The data:
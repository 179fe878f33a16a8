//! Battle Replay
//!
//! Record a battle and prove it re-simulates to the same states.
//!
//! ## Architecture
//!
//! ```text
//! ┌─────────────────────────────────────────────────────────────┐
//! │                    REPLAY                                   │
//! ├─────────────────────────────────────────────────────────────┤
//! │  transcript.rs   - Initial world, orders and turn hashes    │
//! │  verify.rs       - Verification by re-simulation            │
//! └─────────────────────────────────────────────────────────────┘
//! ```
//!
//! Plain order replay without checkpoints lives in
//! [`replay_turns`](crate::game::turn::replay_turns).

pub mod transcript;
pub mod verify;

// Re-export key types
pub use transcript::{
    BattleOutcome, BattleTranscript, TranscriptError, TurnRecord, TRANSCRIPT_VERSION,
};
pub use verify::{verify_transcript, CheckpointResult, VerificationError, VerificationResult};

Work order: What you should do is return the records above exactly, leaving nothing out.

Result:
repository 179fe878f33a16a8
//! Battle Replay
//!
//! Record a battle and prove it re-simulates to the same states.
//!
//! ## Architecture
//!
//! ```text
//! ┌─────────────────────────────────────────────────────────────┐
//! │                    REPLAY                                   │
//! ├─────────────────────────────────────────────────────────────┤
//! │  transcript.rs   - Initial world, orders and turn hashes    │
//! │  verify.rs       - Verification by re-simulation            │
//! └─────────────────────────────────────────────────────────────┘
//! ```
//!
//! Plain order replay without checkpoints lives in
//! [`replay_turns`](crate::game::turn::replay_turns).

pub mod transcript;
pub mod verify;

// Re-export key types
pub use transcript::{
    BattleOutcome, BattleTranscript, TranscriptError, TurnRecord, TRANSCRIPT_VERSION,
};
pub use verify::{verify_transcript, CheckpointResult, VerificationError, VerificationResult};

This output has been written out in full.